Consoling Sun machines with our products.
When a serial device such as a terminal server, PC, or even a dumb terminal is used to "console" a Sun machine, the Sun machine will "halt" and stop running when the consoling device is power cycled.
So far, we've seen this problem only on Sun workstations and servers. Further, it happens not only with our products, but also Cisco Access Servers, Specialix Jetstream servers, serial ports on the back of most PC's, dumb terminals etc. In other words, it appears to be a problem with what the Sun system considers to be an RS-232 "break condition", as opposed to one actually being sent intentionally by the consoling device.

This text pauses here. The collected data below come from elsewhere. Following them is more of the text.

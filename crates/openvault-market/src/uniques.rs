//! Unique-asset marketplace with escrow-at-listing.
//!
//! Custody of the asset moves into the marketplace when the listing is
//! created, to the buyer at purchase, and back to the seller at
//! delisting. Listing therefore requires the external registry to show
//! the seller as owner *and* this marketplace as approved operator.

use openvault_types::{
    AccountId, EngineEvent, EventLog, EventRecord, ListedItem, Listing, ListingId, ListingStatus,
    PaymentLedger, Result, TokenId, UniqueAssetRegistry, VaultError,
};
use rust_decimal::Decimal;

use crate::ListingBook;

/// Sale board for uniquely-identified assets, one listing per token.
#[derive(Debug, Clone)]
pub struct UniqueMarketplace {
    /// This marketplace's identity: allowance spender on payment ledgers
    /// and custody holder on asset registries.
    account: AccountId,
    book: ListingBook,
    events: EventLog,
}

impl UniqueMarketplace {
    /// Create an empty marketplace with a fresh component account.
    #[must_use]
    pub fn new() -> Self {
        Self {
            account: AccountId::new(),
            book: ListingBook::new(),
            events: EventLog::new(),
        }
    }

    /// The account sellers must approve and buyers must allowance.
    #[must_use]
    pub fn account(&self) -> AccountId {
        self.account
    }

    /// List `token_id` for sale, escrowing it with the marketplace.
    ///
    /// # Errors
    /// - `InvalidAmount` if `price` is not positive
    /// - `TransferNotApproved` unless the registry shows `seller` as the
    ///   owner and this marketplace as approved operator
    pub fn list_unique(
        &mut self,
        registry: &mut impl UniqueAssetRegistry,
        seller: AccountId,
        token_id: TokenId,
        price: Decimal,
    ) -> Result<ListingId> {
        if price <= Decimal::ZERO {
            return Err(VaultError::InvalidAmount { amount: price });
        }
        if registry.owner_of(token_id) != Some(seller)
            || !registry.is_approved(self.account, token_id)
        {
            return Err(VaultError::TransferNotApproved { token_id });
        }

        // Escrow first; the insert below cannot fail once price is valid.
        registry.transfer_from(seller, self.account, token_id)?;
        let collection = registry.collection_id();
        let id = self.book.insert(
            seller,
            price,
            ListedItem::Unique {
                collection,
                token_id,
            },
        )?;
        tracing::info!(%id, %seller, %token_id, %price, "unique asset listed");
        self.events.record(EngineEvent::UniqueListed {
            id,
            seller,
            collection,
            token_id,
            price,
        });
        Ok(id)
    }

    /// Buy listing `id`: price to the seller, custody to the buyer.
    ///
    /// # Errors
    /// - `ListingNotFound` / `AlreadySettled` for a bad id
    /// - `CollectionMismatch` if `registry` serves another collection
    /// - `InsufficientAllowance` / `InsufficientBalance` from the payment
    ///   ledger; nothing changes anywhere in that case
    pub fn purchase_unique(
        &mut self,
        payment: &mut impl PaymentLedger,
        registry: &mut impl UniqueAssetRegistry,
        buyer: AccountId,
        id: ListingId,
    ) -> Result<()> {
        let listing = self.book.active(id)?;
        let (seller, price) = (listing.seller, listing.price);
        let token_id = Self::token_of(listing, registry)?;

        // The asset must still sit in escrow; anything else means the
        // registry was mutated behind our back.
        if registry.owner_of(token_id) != Some(self.account) {
            return Err(VaultError::Internal(format!(
                "escrowed asset {token_id} left marketplace custody"
            )));
        }

        let allowed = payment.allowance(buyer, self.account);
        if allowed < price {
            return Err(VaultError::InsufficientAllowance {
                needed: price,
                available: allowed,
            });
        }
        payment.transfer_from(buyer, self.account, seller, price)?;
        registry.transfer_from(self.account, buyer, token_id)?;

        self.book.settle(id, ListingStatus::Sold)?;
        tracing::info!(%id, %buyer, %price, "unique asset purchased");
        self.events
            .record(EngineEvent::UniquePurchased { id, buyer, price });
        Ok(())
    }

    /// Withdraw listing `id`, returning the escrowed asset to the seller.
    ///
    /// # Errors
    /// `NotSeller` when `caller` did not create the listing;
    /// `CollectionMismatch` for the wrong registry; otherwise as
    /// [`ListingBook::active`].
    pub fn delist_unique(
        &mut self,
        registry: &mut impl UniqueAssetRegistry,
        caller: AccountId,
        id: ListingId,
    ) -> Result<()> {
        let listing = self.book.active(id)?;
        if listing.seller != caller {
            return Err(VaultError::NotSeller(id));
        }
        let token_id = Self::token_of(listing, registry)?;

        registry.transfer_from(self.account, caller, token_id)?;
        self.book.settle(id, ListingStatus::Delisted)?;
        tracing::info!(%id, "unique asset delisted");
        self.events.record(EngineEvent::UniqueDelisted { id });
        Ok(())
    }

    /// Read access to the listing board.
    #[must_use]
    pub fn book(&self) -> &ListingBook {
        &self.book
    }

    /// Notifications emitted so far.
    #[must_use]
    pub fn events(&self) -> &[EventRecord] {
        self.events.records()
    }

    /// Extract the token behind a listing, verifying the registry serves
    /// the listing's collection.
    fn token_of(listing: &Listing, registry: &impl UniqueAssetRegistry) -> Result<TokenId> {
        match listing.item {
            ListedItem::Unique {
                collection,
                token_id,
            } => {
                let actual = registry.collection_id();
                if collection != actual {
                    return Err(VaultError::CollectionMismatch {
                        expected: collection,
                        actual,
                    });
                }
                Ok(token_id)
            }
            ListedItem::Asset { .. } => Err(VaultError::Internal(format!(
                "listing {} is not a unique asset",
                listing.id
            ))),
        }
    }
}

impl Default for UniqueMarketplace {
    fn default() -> Self {
        Self::new()
    }
}

#[cfg(test)]
mod tests {
    use super::*;
    use openvault_types::CollectionId;
    use openvault_types::testkit::{MemoryPaymentLedger, MemoryUniqueRegistry};

    fn dec(n: i64) -> Decimal {
        Decimal::new(n, 0)
    }

    struct Setup {
        market: UniqueMarketplace,
        payment: MemoryPaymentLedger,
        registry: MemoryUniqueRegistry,
        seller: AccountId,
        buyer: AccountId,
        token: TokenId,
    }

    fn setup() -> Setup {
        let market = UniqueMarketplace::new();
        let mut payment = MemoryPaymentLedger::new();
        let mut registry = MemoryUniqueRegistry::new(CollectionId::new());
        let seller = AccountId::new();
        let buyer = AccountId::new();
        let token = TokenId(1);
        payment.fund(buyer, dec(1000));
        registry.mint(seller, token);
        Setup {
            market,
            payment,
            registry,
            seller,
            buyer,
            token,
        }
    }

    #[test]
    fn listing_requires_approval() {
        let mut s = setup();
        // Owner, but the marketplace was never approved.
        let err = s
            .market
            .list_unique(&mut s.registry, s.seller, s.token, dec(100))
            .unwrap_err();
        assert!(matches!(err, VaultError::TransferNotApproved { .. }));
        assert_eq!(s.registry.owner_of(s.token), Some(s.seller));
    }

    #[test]
    fn listing_requires_ownership() {
        let mut s = setup();
        s.registry.approve(s.market.account(), s.token);
        let stranger = AccountId::new();
        let err = s
            .market
            .list_unique(&mut s.registry, stranger, s.token, dec(100))
            .unwrap_err();
        assert!(matches!(err, VaultError::TransferNotApproved { .. }));
    }

    #[test]
    fn listing_escrows_the_asset() {
        let mut s = setup();
        s.registry.approve(s.market.account(), s.token);
        let id = s
            .market
            .list_unique(&mut s.registry, s.seller, s.token, dec(100))
            .unwrap();

        assert_eq!(id, ListingId(0));
        assert_eq!(s.registry.owner_of(s.token), Some(s.market.account()));
    }

    #[test]
    fn purchase_moves_payment_and_custody() {
        let mut s = setup();
        s.registry.approve(s.market.account(), s.token);
        let id = s
            .market
            .list_unique(&mut s.registry, s.seller, s.token, dec(100))
            .unwrap();

        s.payment.approve(s.buyer, s.market.account(), dec(100));
        s.market
            .purchase_unique(&mut s.payment, &mut s.registry, s.buyer, id)
            .unwrap();

        assert_eq!(s.registry.owner_of(s.token), Some(s.buyer));
        assert_eq!(s.payment.balance_of(s.seller), dec(100));
        let listing = s.market.book().get(id).unwrap();
        assert_eq!(listing.status, ListingStatus::Sold);
        assert_eq!(listing.price, Decimal::ZERO);
    }

    #[test]
    fn purchase_without_allowance_keeps_escrow() {
        let mut s = setup();
        s.registry.approve(s.market.account(), s.token);
        let id = s
            .market
            .list_unique(&mut s.registry, s.seller, s.token, dec(100))
            .unwrap();

        let err = s
            .market
            .purchase_unique(&mut s.payment, &mut s.registry, s.buyer, id)
            .unwrap_err();
        assert!(matches!(err, VaultError::InsufficientAllowance { .. }));
        // Asset still in escrow, listing still active.
        assert_eq!(s.registry.owner_of(s.token), Some(s.market.account()));
        assert!(s.market.book().active(id).is_ok());
    }

    #[test]
    fn wrong_registry_is_rejected() {
        let mut s = setup();
        s.registry.approve(s.market.account(), s.token);
        let id = s
            .market
            .list_unique(&mut s.registry, s.seller, s.token, dec(100))
            .unwrap();

        let mut other = MemoryUniqueRegistry::new(CollectionId::new());
        s.payment.approve(s.buyer, s.market.account(), dec(100));
        let err = s
            .market
            .purchase_unique(&mut s.payment, &mut other, s.buyer, id)
            .unwrap_err();
        assert!(matches!(err, VaultError::CollectionMismatch { .. }));
        // Payment untouched.
        assert_eq!(s.payment.balance_of(s.buyer), dec(1000));
    }

    #[test]
    fn delist_returns_the_asset() {
        let mut s = setup();
        s.registry.approve(s.market.account(), s.token);
        let id = s
            .market
            .list_unique(&mut s.registry, s.seller, s.token, dec(100))
            .unwrap();

        s.market
            .delist_unique(&mut s.registry, s.seller, id)
            .unwrap();

        assert_eq!(s.registry.owner_of(s.token), Some(s.seller));
        let listing = s.market.book().get(id).unwrap();
        assert_eq!(listing.status, ListingStatus::Delisted);
        assert_eq!(listing.price, Decimal::ZERO);
    }

    #[test]
    fn only_seller_can_delist() {
        let mut s = setup();
        s.registry.approve(s.market.account(), s.token);
        let id = s
            .market
            .list_unique(&mut s.registry, s.seller, s.token, dec(100))
            .unwrap();

        let err = s
            .market
            .delist_unique(&mut s.registry, s.buyer, id)
            .unwrap_err();
        assert!(matches!(err, VaultError::NotSeller(_)));
        assert_eq!(s.registry.owner_of(s.token), Some(s.market.account()));
    }

    #[test]
    fn settled_listing_rejects_everything() {
        let mut s = setup();
        s.registry.approve(s.market.account(), s.token);
        let id = s
            .market
            .list_unique(&mut s.registry, s.seller, s.token, dec(100))
            .unwrap();
        s.payment.approve(s.buyer, s.market.account(), dec(100));
        s.market
            .purchase_unique(&mut s.payment, &mut s.registry, s.buyer, id)
            .unwrap();

        let err = s
            .market
            .delist_unique(&mut s.registry, s.seller, id)
            .unwrap_err();
        assert!(matches!(err, VaultError::AlreadySettled(_)));
    }
}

Once the system is halted, you can restore service by typing "c" for continue, but the downtime is unacceptable, and you also risk data loss or other problems as a result of halting UNIX so abruptly.
A BREAK is defined as a "space" condition on an RS-232/V.24 line for some number of milliseconds (typically about 125ms to 500ms, but a POSIX compliant break condition is specified as 250ms). The normal condition on the line is a "mark".
A space = logical 0 = positive voltage between +3 and +12V on RS-232/V.24
A mark = logical 1 = negative voltage between -3 and -12V on RS-232/V.24
A normal async character starts with:
- a start bit (space)
- 7 or 8 data bits (marks or spaces)
- an optional parity bit
- 1, 1.5 or 2 stop bits (mark)
The BREAK sequence starts of with a start bit (space), followed by a number of spaces (all zeros) for an amount of time greater then the transmission of a "normal" asynchronous character; therefore, the receiving side knows/detects it as a BREAK condition requiring attention.
When RS-232 line drivers lose and/or regain power, the RS-232/V.24 signal can "float" and cause false signaling that the Sun system interprets as a BREAK signal. This is why many vendors advise that BREAK be disabled on console ports by default if the system is to be consoled remotely.
Most (multi)serial port devices from vendors such as ourselves typically send a small "glitch" of energy at one or more of these events:
- The access server is powered on.
- The access server is powered off.
- The serial controller hardware of the access server is reset.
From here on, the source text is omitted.